EXERCISE DIRECTIONS: Your result will be the set of lines with "mutation", copied from the material below.

RECORDS SUPPLIED:
########

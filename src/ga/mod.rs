//! Binary-encoded Genetic Algorithm.
//!
//! Individuals are fixed-length bit strings laid out by an
//! [`encoding::Layout`](crate::encoding::Layout); the cost function sees
//! the decoded real values. One generation is
//!
//! 1. [`crossover`]: two-point crossover of adjacent pairs, `2n` offspring
//! 2. [`mutate`]: a fixed budget of random bit toggles across all offspring
//! 3. [`replace`]: score offspring, merge with the current population
//!
//! # Key Types
//!
//! - [`Population`], [`Individual`], [`Genome`]: the data model
//! - [`CostFunction`]: the objective (minimized)
//! - [`Evaluator`]: decode + evaluate, shared by generation and replacement
//! - [`BgaConfig`]: operator parameters with documented defaults
//! - [`BgaRunner`]: runs the loop, or a single [`BgaRunner::step`]
//!
//! # References
//!
//! - Holland (1975), *Adaptation in Natural and Artificial Systems*
//! - Goldberg (1989), *Genetic Algorithms in Search, Optimization, and Machine Learning*
//! - Haupt & Haupt (2004), *Practical Genetic Algorithms*

mod config;
mod crossover;
mod evaluate;
mod mutation;
mod population;
mod replacement;
mod runner;
mod types;

pub use config::{BgaConfig, CutPoints, Replacement, Sampling};
pub use crossover::{crossover, two_point};
pub use evaluate::Evaluator;
pub use mutation::{flip_count, mutate};
pub use population::generate;
pub use replacement::replace;
pub use runner::{BgaResult, BgaRunner};
pub use types::{CostFunction, Genome, Individual, Population};
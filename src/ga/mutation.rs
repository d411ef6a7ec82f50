//! Bit-flip mutation over the whole offspring set.
//!
//! The operator does not visit every locus with probability `rate`.
//! Instead it computes a total toggle budget,
//! `round(rate × offspring × genome_len)`, and spends it on independent
//! uniform draws of `(offspring, locus)`. Draws may land on the same bit
//! twice, which restores it; the expected number of distinct changed bits
//! is therefore below the budget.

use super::types::Genome;
use crate::error::{Error, Result};
use rand::Rng;
use tracing::{debug, instrument};

/// Number of toggles for `offspring_count` genomes of `genome_len` bits.
///
/// Rounds half to even.
pub fn flip_count(rate: f64, offspring_count: usize, genome_len: usize) -> usize {
    (rate * offspring_count as f64 * genome_len as f64).round_ties_even() as usize
}

/// Toggles [`flip_count`] randomly chosen bits in place.
///
/// Each draw picks an offspring index, then a locus in `[0, genome_len)`.
/// Returns the number of toggles performed.
///
/// # Errors
/// - [`Error::Configuration`] if `rate` is not in `[0, 1]`.
/// - [`Error::SizeMismatch`] if any offspring is not `genome_len` bits
///   long; nothing is modified in that case.
#[instrument(level = "debug", skip_all, fields(offspring = offspring.len(), genome_len = genome_len, rate = rate))]
pub fn mutate<R: Rng>(
    offspring: &mut [Genome],
    genome_len: usize,
    rate: f64,
    rng: &mut R,
) -> Result<usize> {
    if !(0.0..=1.0).contains(&rate) {
        return Err(Error::Configuration(format!(
            "mutation rate must be in [0, 1], got {rate}"
        )));
    }
    if let Some((i, g)) = offspring
        .iter()
        .enumerate()
        .find(|(_, g)| g.len() != genome_len)
    {
        return Err(Error::SizeMismatch(format!(
            "offspring {i} has {} bits, expected {genome_len}",
            g.len()
        )));
    }
    if offspring.is_empty() || genome_len == 0 {
        return Ok(0);
    }

    let flips = flip_count(rate, offspring.len(), genome_len);
    for _ in 0..flips {
        let child = rng.random_range(0..offspring.len());
        let locus = rng.random_range(0..genome_len);
        offspring[child].flip(locus);
    }
    debug!(flips, "offspring mutated");
    Ok(flips)
}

########

RESPONSE FOR THIS EXERCISE:
mod mutation;
pub use mutation::{flip_count, mutate};
filename src/ga/mutation.rs
//! Bit-flip mutation over the whole offspring set.
            "mutation rate must be in [0, 1], got {rate}"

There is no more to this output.